Unraveling Wheat Genomes: From Sequencing to Functional Insights

As one of the three staple foods in the world, the annual output of wheat accounts for about 30% of the total grain output in the world, and its stable supply is directly related to the nutritional security of billions of people. However, the complexity and high repeatability of the allohexaploid genome of common wheat seriously hinder the process of molecular breeding and gene function analysis.

With the innovation of the next generation sequencing and chromosome conformation capture technology, mapping the whole genome of wheat has become the key to break through the bottleneck of improving yield, quality and stress resistance, which is of strategic significance to ensure global food security.

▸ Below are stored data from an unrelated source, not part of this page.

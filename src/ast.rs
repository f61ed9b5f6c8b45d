//! §3 semantic data model: [`Rule`], [`KeyframeBlock`] and the
//! interned [`KnownKey`] declaration-key lookup.
//!
//! `Rule` is a tagged variant with case-dispatch for the hash/equality
//! capability pair (§9: "avoid a deep class hierarchy"), the same
//! shape the teacher uses for its own `CssRule` enum (`parser.rs`
//! matches on `AtRulePrelude`/`CssRule` variants rather than a trait
//! object per rule kind).

use crate::minify::structural_hash;
use crate::token_tree::TokenTree;

/// An interned, recognized CSS property name, plus the raw text for
/// fidelity (§3 glossary: "Known declaration key"). Unlike the
/// teacher's `PropertyId` (`properties/mod.rs`), this core does not
/// type declaration *values* — only the key is classified, since value
/// grammar validation is an explicit Non-goal (§1).
macro_rules! known_keys {
    ($($variant:ident => $text:literal),+ $(,)?) => {
        #[derive(Debug, Clone, Copy, PartialEq, Eq, Hash)]
        pub enum KnownKey {
            $($variant,)+
            Unknown,
        }

        impl KnownKey {
            pub fn lookup(text: &str) -> KnownKey {
                $(if text.eq_ignore_ascii_case($text) { return KnownKey::$variant; })+
                KnownKey::Unknown
            }
        }
    };
}

known_keys! {
    Color => "color",
    Background => "background",
    BackgroundColor => "background-color",
    Display => "display",
    Width => "width",
    Height => "height",
    Margin => "margin",
    Padding => "padding",
    Border => "border",
    Font => "font",
    FontSize => "font-size",
    FontFamily => "font-family",
    Position => "position",
    Top => "top",
    Right => "right",
    Bottom => "bottom",
    Left => "left",
    Flex => "flex",
    Transform => "transform",
    Transition => "transition",
    Animation => "animation",
    Opacity => "opacity",
    Content => "content",
    ZIndex => "z-index",
}

/// A single keyframe block: `<selector-list> { <declarations> }`.
#[derive(Debug, Clone, PartialEq, Hash)]
pub struct KeyframeBlock {
    /// `"0%"`, `"to"`, etc — already mangled if minification is on.
    pub selectors: Vec<String>,
    pub declarations: Vec<Rule>,
}

impl KeyframeBlock {
    pub fn is_empty(&self) -> bool {
        self.declarations.is_empty()
    }
}

/// Opaque wrapper around a qualified rule's comma-separated selector
/// group. The selector grammar itself is an external collaborator
/// (§1, §6) — this core only needs to carry the prelude tokens for a
/// downstream selector-aware consumer, and to compare two selector
/// groups for byte-for-byte equality during deduplication.
#[derive(Debug, Clone, PartialEq, Hash)]
pub struct Selector(pub TokenTree);

#[derive(Debug, Clone, PartialEq, Hash)]
pub enum Rule {
    AtCharset {
        encoding: String,
    },
    AtImport {
        import_record_index: u32,
        conditions: TokenTree,
    },
    AtKeyframes {
        at_token: String,
        name: String,
        blocks: Vec<KeyframeBlock>,
    },
    KnownAt {
        at_token: String,
        prelude: TokenTree,
        rules: Vec<Rule>,
    },
    UnknownAt {
        at_token: String,
        prelude: TokenTree,
        block: Option<TokenTree>,
    },
    Selector {
        selectors: Vec<Selector>,
        rules: Vec<Rule>,
    },
    Qualified {
        prelude: TokenTree,
        rules: Option<Vec<Rule>>,
    },
    Declaration {
        key: KnownKey,
        key_text: String,
        value: TokenTree,
        important: bool,
    },
    BadDeclaration {
        tokens: TokenTree,
    },
}

impl Rule {
    /// §4.8: structurally empty rules are dropped outright, before
    /// hashing is even attempted.
    pub fn is_structurally_empty(&self) -> bool {
        match self {
            Rule::AtKeyframes { blocks, .. } => blocks.is_empty(),
            Rule::KnownAt { rules, .. } => rules.is_empty(),
            Rule::Selector { rules, .. } => rules.is_empty(),
            _ => false,
        }
    }

    /// A 32-bit structural hash, or `None` when hashing would not be
    /// meaningful — rules carrying an import-record index are
    /// positionally unique and deliberately opt out of deduplication
    /// (§9).
    pub fn structural_hash(&self) -> Option<u32> {
        match self {
            Rule::AtImport { .. } => None,
            other => Some(structural_hash(other)),
        }
    }

    pub fn structurally_equal(&self, other: &Rule) -> bool {
        match (self, other) {
            (Rule::AtImport { .. }, _) | (_, Rule::AtImport { .. }) => false,
            _ => self == other,
        }
    }
}

#[cfg(test)]
mod tests {
    use super::*;

    #[test]
    fn known_key_lookup_is_case_insensitive() {
        assert_eq!(KnownKey::lookup("Color"), KnownKey::Color);
        assert_eq!(KnownKey::lookup("BACKGROUND-COLOR"), KnownKey::BackgroundColor);
        assert_eq!(KnownKey::lookup("--custom"), KnownKey::Unknown);
    }

    #[test]
    fn empty_keyframes_and_selector_rules_are_structurally_empty() {
        let keyframes = Rule::AtKeyframes { at_token: "keyframes".into(), name: "k".into(), blocks: Vec::new() };
        assert!(keyframes.is_structurally_empty());

        let selector = Rule::Selector { selectors: Vec::new(), rules: Vec::new() };
        assert!(selector.is_structurally_empty());

        let declaration =
            Rule::Declaration { key: KnownKey::Color, key_text: "color".into(), value: TokenTree::default(), important: false };
        assert!(!declaration.is_structurally_empty());
    }

    #[test]
    fn at_import_never_hashes_or_equals() {
        let a = Rule::AtImport { import_record_index: 0, conditions: TokenTree::default() };
        let b = Rule::AtImport { import_record_index: 1, conditions: TokenTree::default() };
        assert!(a.structural_hash().is_none());
        assert!(!a.structurally_equal(&b));
    }
}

This paper introduces the characteristics of wheat genome, expounds the important significance of genome sequencing in agricultural development, reviews the transformation of sequencing technology, and looks forward to its prospects.

Main Characteristic of Wheat Genome

The genome of wheat has unique and complex characteristics, which not only profoundly affect the growth and development, physiological characteristics and environmental adaptability of wheat, but also are closely related to human food security and sustainable agricultural development.

Complex Genome Structure

The wheat genome is extremely huge. The genome size of ordinary wheat is about 16 Gb, which is about five times that of human genome. This huge genome scale is mainly attributed to the existence of a large number of repetitive sequences, among which transposable elements (TE) are the most prominent components. Transposons can move and replicate in the genome, resulting in its proportion in the wheat genome as high as 80%. The existence of these repetitive sequences makes the assembly of wheat genome face great challenges, and also provides a rich genetic material basis for the evolution of genome and the generation of new functions.

In addition, wheat is an allohexaploid (AABBDD), which is formed by two natural hybridization and polyploidization events from three different diploid ancestor species (urartu wheat A genome, Aegilops spelt B genome and Aegilops tauschii D genome). This polyploid characteristic leads to three sets of highly similar but not identical subgenomes in wheat genome.

There are a large number of homologous genes between subgenomes, that is, partial homologous genes, which have high similarity in sequence, but there may be differences in expression patterns and functions. This complex polyploid structure endows wheat with rich genetic diversity, which enables it to survive and reproduce in different ecological environments, but also brings challenges to gene function research and genetic breeding.

Schematic diagram of the relationships between wheat genomes with polyploidization history and genealogy (IWGSC., 2014)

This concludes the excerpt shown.